In this exercise, each record below is to be written out again exactly.
··· Entries provided
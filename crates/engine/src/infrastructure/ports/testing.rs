//! Testability ports for injecting time.

use chrono::{DateTime, Utc};

#[cfg_attr(test, mockall::automock)]
pub trait ClockPort: Send + Sync {
    fn now(&self) -> DateTime<Utc>;
}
······
**Response to this task**
filename crates/engine/src/infrastructure/ports/testing.rs
//! Testability ports for injecting time.

use chrono::{DateTime, Utc};

#[cfg_attr(test, mockall::automock)]
pub trait ClockPort: Send + Sync {
    fn now(&self) -> DateTime<Utc>;
}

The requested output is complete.